Please write out every entry below, word for word.

** Opening RECORDS FOR THE TASK block **

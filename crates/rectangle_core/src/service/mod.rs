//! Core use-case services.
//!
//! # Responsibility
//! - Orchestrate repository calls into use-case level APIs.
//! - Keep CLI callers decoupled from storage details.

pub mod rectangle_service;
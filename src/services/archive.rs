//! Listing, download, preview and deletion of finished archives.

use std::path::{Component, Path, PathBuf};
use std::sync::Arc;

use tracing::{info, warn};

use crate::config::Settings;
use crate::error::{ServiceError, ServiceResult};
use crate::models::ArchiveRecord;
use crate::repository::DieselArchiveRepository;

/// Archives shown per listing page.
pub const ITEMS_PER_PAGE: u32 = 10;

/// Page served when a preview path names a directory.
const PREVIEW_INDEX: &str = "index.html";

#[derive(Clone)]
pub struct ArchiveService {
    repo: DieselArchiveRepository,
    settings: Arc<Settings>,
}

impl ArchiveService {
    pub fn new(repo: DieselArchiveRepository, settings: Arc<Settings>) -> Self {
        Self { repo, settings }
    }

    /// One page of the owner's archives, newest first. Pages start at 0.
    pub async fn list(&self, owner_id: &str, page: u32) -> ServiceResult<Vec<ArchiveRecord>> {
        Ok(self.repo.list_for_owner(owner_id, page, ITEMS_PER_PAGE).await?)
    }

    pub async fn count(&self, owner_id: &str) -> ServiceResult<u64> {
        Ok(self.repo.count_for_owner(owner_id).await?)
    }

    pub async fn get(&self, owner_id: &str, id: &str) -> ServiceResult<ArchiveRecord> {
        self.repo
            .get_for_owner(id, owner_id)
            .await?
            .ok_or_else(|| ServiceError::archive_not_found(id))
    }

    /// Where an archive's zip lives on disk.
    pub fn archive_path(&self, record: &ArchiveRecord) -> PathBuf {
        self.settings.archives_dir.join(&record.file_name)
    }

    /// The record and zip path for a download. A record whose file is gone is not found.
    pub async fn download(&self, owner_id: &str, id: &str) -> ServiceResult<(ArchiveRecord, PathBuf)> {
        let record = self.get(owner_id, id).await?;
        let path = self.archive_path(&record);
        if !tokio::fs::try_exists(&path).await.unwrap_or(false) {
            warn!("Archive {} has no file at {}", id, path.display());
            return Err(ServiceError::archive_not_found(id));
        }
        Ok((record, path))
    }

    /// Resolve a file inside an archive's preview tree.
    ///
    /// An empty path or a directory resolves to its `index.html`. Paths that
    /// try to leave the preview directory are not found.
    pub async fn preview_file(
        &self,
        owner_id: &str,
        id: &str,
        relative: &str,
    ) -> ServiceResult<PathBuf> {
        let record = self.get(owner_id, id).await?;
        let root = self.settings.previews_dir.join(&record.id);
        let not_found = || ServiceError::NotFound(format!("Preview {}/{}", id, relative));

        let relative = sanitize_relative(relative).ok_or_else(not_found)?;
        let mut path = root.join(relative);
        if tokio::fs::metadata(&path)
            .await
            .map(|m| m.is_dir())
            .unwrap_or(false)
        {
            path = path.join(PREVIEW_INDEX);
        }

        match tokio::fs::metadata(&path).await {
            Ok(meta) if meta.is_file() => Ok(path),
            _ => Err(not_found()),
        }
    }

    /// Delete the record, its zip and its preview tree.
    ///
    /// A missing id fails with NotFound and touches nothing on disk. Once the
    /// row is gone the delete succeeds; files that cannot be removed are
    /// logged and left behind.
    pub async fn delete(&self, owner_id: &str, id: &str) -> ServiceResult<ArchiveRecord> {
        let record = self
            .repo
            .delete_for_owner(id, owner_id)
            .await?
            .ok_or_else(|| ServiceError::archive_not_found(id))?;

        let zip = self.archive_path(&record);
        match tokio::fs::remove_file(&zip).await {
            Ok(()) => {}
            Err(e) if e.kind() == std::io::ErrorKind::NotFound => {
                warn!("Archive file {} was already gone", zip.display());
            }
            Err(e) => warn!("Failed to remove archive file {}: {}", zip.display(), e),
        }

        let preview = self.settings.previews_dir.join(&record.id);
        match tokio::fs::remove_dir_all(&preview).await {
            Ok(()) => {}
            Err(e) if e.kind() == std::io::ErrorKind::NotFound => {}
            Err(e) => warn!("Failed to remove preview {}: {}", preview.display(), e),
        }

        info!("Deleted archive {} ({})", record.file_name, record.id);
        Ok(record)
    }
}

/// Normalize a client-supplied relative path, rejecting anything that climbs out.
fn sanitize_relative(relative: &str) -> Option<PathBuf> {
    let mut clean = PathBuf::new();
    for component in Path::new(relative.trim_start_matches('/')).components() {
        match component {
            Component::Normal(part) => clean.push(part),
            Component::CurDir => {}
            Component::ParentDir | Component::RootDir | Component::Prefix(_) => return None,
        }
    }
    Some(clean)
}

** Closing RECORDS FOR THE TASK block **

§ **FINISHED TASK**:
filename crates/rectangle_core/src/service/mod.rs
//! Core use-case services.
//!
//! # Responsibility
//! - Orchestrate repository calls into use-case level APIs.
//! - Keep CLI callers decoupled from storage details.

pub mod rectangle_service;
filename src/services/archive.rs
//! Listing, download, preview and deletion of finished archives.

use std::path::{Component, Path, PathBuf};
use std::sync::Arc;

use tracing::{info, warn};

use crate::config::Settings;
use crate::error::{ServiceError, ServiceResult};
use crate::models::ArchiveRecord;
use crate::repository::DieselArchiveRepository;

/// Archives shown per listing page.
pub const ITEMS_PER_PAGE: u32 = 10;

/// Page served when a preview path names a directory.
const PREVIEW_INDEX: &str = "index.html";

#[derive(Clone)]
pub struct ArchiveService {
    repo: DieselArchiveRepository,
    settings: Arc<Settings>,
}

impl ArchiveService {
    pub fn new(repo: DieselArchiveRepository, settings: Arc<Settings>) -> Self {
        Self { repo, settings }
    }

    /// One page of the owner's archives, newest first. Pages start at 0.
    pub async fn list(&self, owner_id: &str, page: u32) -> ServiceResult<Vec<ArchiveRecord>> {
        Ok(self.repo.list_for_owner(owner_id, page, ITEMS_PER_PAGE).await?)
    }

    pub async fn count(&self, owner_id: &str) -> ServiceResult<u64> {
        Ok(self.repo.count_for_owner(owner_id).await?)
    }

    pub async fn get(&self, owner_id: &str, id: &str) -> ServiceResult<ArchiveRecord> {
        self.repo
            .get_for_owner(id, owner_id)
            .await?
            .ok_or_else(|| ServiceError::archive_not_found(id))
    }

    /// Where an archive's zip lives on disk.
    pub fn archive_path(&self, record: &ArchiveRecord) -> PathBuf {
        self.settings.archives_dir.join(&record.file_name)
    }

    /// The record and zip path for a download. A record whose file is gone is not found.
    pub async fn download(&self, owner_id: &str, id: &str) -> ServiceResult<(ArchiveRecord, PathBuf)> {
        let record = self.get(owner_id, id).await?;
        let path = self.archive_path(&record);
        if !tokio::fs::try_exists(&path).await.unwrap_or(false) {
            warn!("Archive {} has no file at {}", id, path.display());
            return Err(ServiceError::archive_not_found(id));
        }
        Ok((record, path))
    }

    /// Resolve a file inside an archive's preview tree.
    ///
    /// An empty path or a directory resolves to its `index.html`. Paths that
    /// try to leave the preview directory are not found.
    pub async fn preview_file(
        &self,
        owner_id: &str,
        id: &str,
        relative: &str,
    ) -> ServiceResult<PathBuf> {
        let record = self.get(owner_id, id).await?;
        let root = self.settings.previews_dir.join(&record.id);
        let not_found = || ServiceError::NotFound(format!("Preview {}/{}", id, relative));

        let relative = sanitize_relative(relative).ok_or_else(not_found)?;
        let mut path = root.join(relative);
        if tokio::fs::metadata(&path)
            .await
            .map(|m| m.is_dir())
            .unwrap_or(false)
        {
            path = path.join(PREVIEW_INDEX);
        }

        match tokio::fs::metadata(&path).await {
            Ok(meta) if meta.is_file() => Ok(path),
            _ => Err(not_found()),
        }
    }

    /// Delete the record, its zip and its preview tree.
    ///
    /// A missing id fails with NotFound and touches nothing on disk. Once the
    /// row is gone the delete succeeds; files that cannot be removed are
    /// logged and left behind.
    pub async fn delete(&self, owner_id: &str, id: &str) -> ServiceResult<ArchiveRecord> {
        let record = self
            .repo
            .delete_for_owner(id, owner_id)
            .await?
            .ok_or_else(|| ServiceError::archive_not_found(id))?;

        let zip = self.archive_path(&record);
        match tokio::fs::remove_file(&zip).await {
            Ok(()) => {}
            Err(e) if e.kind() == std::io::ErrorKind::NotFound => {
                warn!("Archive file {} was already gone", zip.display());
            }
            Err(e) => warn!("Failed to remove archive file {}: {}", zip.display(), e),
        }

        let preview = self.settings.previews_dir.join(&record.id);
        match tokio::fs::remove_dir_all(&preview).await {
            Ok(()) => {}
            Err(e) if e.kind() == std::io::ErrorKind::NotFound => {}
            Err(e) => warn!("Failed to remove preview {}: {}", preview.display(), e),
        }

        info!("Deleted archive {} ({})", record.file_name, record.id);
        Ok(record)
    }
}

/// Normalize a client-supplied relative path, rejecting anything that climbs out.
fn sanitize_relative(relative: &str) -> Option<PathBuf> {
    let mut clean = PathBuf::new();
    for component in Path::new(relative.trim_start_matches('/')).components() {
        match component {
            Component::Normal(part) => clean.push(part),
            Component::CurDir => {}
            Component::ParentDir | Component::RootDir | Component::Prefix(_) => return None,
        }
    }
    Some(clean)
}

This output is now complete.